When our Eldest Son participated in a Pinewood Derby race, we went out together to buy the kit. I showed him how to clamp the block down, and started the saw cut for him. His enthusiasm waned as he rasped and sanded and painted. I insisted that the axle positions were critical, and showed him he could try to make sure they went in straight.

In the end, he seemed happy with it--after all, he'd done the work himself, albeit with some impatience. It didn't win, but it was well above most of the pack in speed--seemed to slow down a bit with time (Were the axle positions twisting? I never knew.). It was not a thing of beauty, nor lightning fast, but it was clearly made by the boy and not the father, and it was something any boy could make who could afford the $4.50 for the kit and had a few ordinary tools in the house.

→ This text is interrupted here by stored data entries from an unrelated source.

//! Synchronous signals.
//!
//! A [`Signal`] is a list of slots. [`Signal::emit`] runs every slot, in the
//! order they were connected, on the calling thread before it returns. Areas
//! rely on this: by the time `set_focus_cell` or `stop_editing` returns, every
//! observer of `focus_changed` or `remove_editable` has run.
//!
//! Emission works on a snapshot of the slot list and holds no lock while a
//! slot runs, so a slot may connect, disconnect or emit again. A slot
//! connected during an emission first runs on the next one. A slot
//! disconnected during an emission is skipped if it has not run yet.
//!
//! ```
//! use trellis_core::Signal;
//!
//! let edited = Signal::<(String, String)>::new();
//! let id = edited.connect(|(path, text)| println!("row {path} is now {text}"));
//! edited.emit(("0".into(), "Milk".into()));
//! assert!(edited.disconnect(id));
//! ```

use std::fmt;
use std::sync::Arc;

use parking_lot::Mutex;
use slotmap::{SlotMap, new_key_type};

use crate::logging::targets;

new_key_type! {
    /// Handle of one connected slot, valid until it is disconnected.
    pub struct ConnectionId;
}

type Slot<Args> = Arc<dyn Fn(&Args) + Send + Sync>;

/// A list of slots receiving `&Args`.
pub struct Signal<Args> {
    slots: Mutex<SlotMap<ConnectionId, Slot<Args>>>,
}

impl<Args: 'static> Default for Signal<Args> {
    fn default() -> Self {
        Self::new()
    }
}

impl<Args: 'static> Signal<Args> {
    pub fn new() -> Self {
        Self {
            slots: Mutex::new(SlotMap::with_key()),
        }
    }

    /// Add a slot. It runs after every slot connected before it.
    pub fn connect<F>(&self, slot: F) -> ConnectionId
    where
        F: Fn(&Args) + Send + Sync + 'static,
    {
        self.slots.lock().insert(Arc::new(slot))
    }

    /// Remove a slot. Returns `false` if `id` was already gone.
    pub fn disconnect(&self, id: ConnectionId) -> bool {
        self.slots.lock().remove(id).is_some()
    }

    pub fn is_connected(&self, id: ConnectionId) -> bool {
        self.slots.lock().contains_key(id)
    }

    pub fn connection_count(&self) -> usize {
        self.slots.lock().len()
    }

    /// Run every connected slot with `args`.
    pub fn emit(&self, args: Args) {
        let snapshot: Vec<(ConnectionId, Slot<Args>)> = self
            .slots
            .lock()
            .iter()
            .map(|(id, slot)| (id, Arc::clone(slot)))
            .collect();
        if snapshot.is_empty() {
            return;
        }
        tracing::trace!(target: targets::SIGNAL, slots = snapshot.len(), "emit");

        for (id, slot) in snapshot {
            if self.is_connected(id) {
                slot(&args);
            }
        }
    }
}

impl<Args> fmt::Debug for Signal<Args> {
    fn fmt(&self, f: &mut fmt::Formatter<'_>) -> fmt::Result {
        f.debug_struct("Signal")
            .field("slots", &self.slots.lock().len())
            .finish()
    }
}

static_assertions::assert_impl_all!(Signal<()>: Send, Sync);
static_assertions::assert_impl_all!(Signal<String>: Send, Sync);
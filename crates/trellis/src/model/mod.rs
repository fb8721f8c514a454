//! Tree model contract.
//!
//! A cell area never iterates a model itself. The host hands it one row at a
//! time as a [`TreeIter`], and the area pulls bound columns through
//! [`TreeModel::value`] while applying attributes.
//!
//! # Implementing a model
//!
//! ```
//! use trellis::model::{TreeIter, TreeModel, TreePath};
//! use trellis_core::{Value, ValueType};
//!
//! struct Squares;
//!
//! impl TreeModel for Squares {
//!     fn n_columns(&self) -> u32 { 1 }
//!     fn column_type(&self, _column: u32) -> Option<ValueType> { Some(ValueType::Int) }
//!     fn iter(&self, path: &TreePath) -> Option<TreeIter> {
//!         match path.indices() {
//!             [row] if *row < 10 => Some(TreeIter::new(0, *row as usize)),
//!             _ => None,
//!         }
//!     }
//!     fn path(&self, iter: &TreeIter) -> Option<TreePath> {
//!         Some(TreePath::from_index(iter.data() as u32))
//!     }
//!     fn value(&self, iter: &TreeIter, _column: u32) -> Option<Value> {
//!         let n = iter.data() as i32;
//!         Some(Value::Int(n * n))
//!     }
//! }
//!
//! let model = Squares;
//! let iter = model.iter(&TreePath::from_index(3)).unwrap();
//! assert_eq!(model.value(&iter, 0), Some(Value::Int(9)));
//! ```

mod list_store;
mod path;

pub use list_store::ListStore;
pub use path::TreePath;

use trellis_core::{Value, ValueType};

/// An opaque row cursor handed out by a [`TreeModel`].
///
/// The `stamp` lets a model recognise its own iterators; `data` is whatever
/// the model needs to find the row again (an index for list models).
#[derive(Debug, Clone, Copy, PartialEq, Eq, Hash)]
pub struct TreeIter {
    stamp: u64,
    data: usize,
}

impl TreeIter {
    /// Create an iterator. Intended for model implementations.
    pub const fn new(stamp: u64, data: usize) -> Self {
        Self { stamp, data }
    }

    /// The stamp of the model that produced this iterator.
    pub fn stamp(&self) -> u64 {
        self.stamp
    }

    /// The model-private payload.
    pub fn data(&self) -> usize {
        self.data
    }
}

/// Read access to rows of typed columns.
pub trait TreeModel: Send + Sync {
    /// Number of columns.
    fn n_columns(&self) -> u32;

    /// The declared type of a column, or `None` if out of range.
    fn column_type(&self, column: u32) -> Option<ValueType>;

    /// Resolve a path to an iterator.
    fn iter(&self, path: &TreePath) -> Option<TreeIter>;

    /// The path of the row an iterator points at.
    fn path(&self, iter: &TreeIter) -> Option<TreePath>;

    /// The value stored at `(iter, column)`.
    fn value(&self, iter: &TreeIter, column: u32) -> Option<Value>;

    /// Iterator for the first top-level row.
    fn iter_first(&self) -> Option<TreeIter> {
        self.iter(&TreePath::from_index(0))
    }

    /// Iterator for the row after `iter` at the same level.
    fn iter_next(&self, iter: &TreeIter) -> Option<TreeIter> {
        let mut path = self.path(iter)?;
        let last = path.indices().last().copied()?;
        path.up();
        path.push(last + 1);
        self.iter(&path)
    }
}
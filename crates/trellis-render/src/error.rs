//! Error types for the render crate.

use thiserror::Error;

/// Errors reported when finishing a recorded frame.
#[derive(Error, Debug, Clone, PartialEq, Eq)]
pub enum RenderError {
    /// `restore` was called with no matching `save`.
    #[error("restore without a matching save")]
    UnbalancedRestore,

    /// The frame ended with saved states still on the stack.
    #[error("{depth} saved state(s) were never restored")]
    UnclosedSave { depth: usize },
}

/// Result type for render operations.
pub type RenderResult<T> = Result<T, RenderError>;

I was browsing while waiting in Hobby Lobby last month, and happened upon the Pinewood Derby shelf. The kit itself is the least of it now: you can even buy a special jig to make sure the axle goes in at the right position and angle. Entry level seems to have gone up to about $50.

The playing field was never perfectly equal in the derby: setting aside the parents who did the work for the boy, those who didn't have a saw or rasp or hammer at home were never going to turn out a fast racer, and those who didn't take the instruction's advice and try to arrange their own axle jigs wouldn't either. And there's nothing one can reasonably do to take out the income advantage, unless everybody is making theirs in the same project room with the same gear. Still it seems like an unhappy additional bias.

Plus, of course, the kids don't get the experience of making their own tools.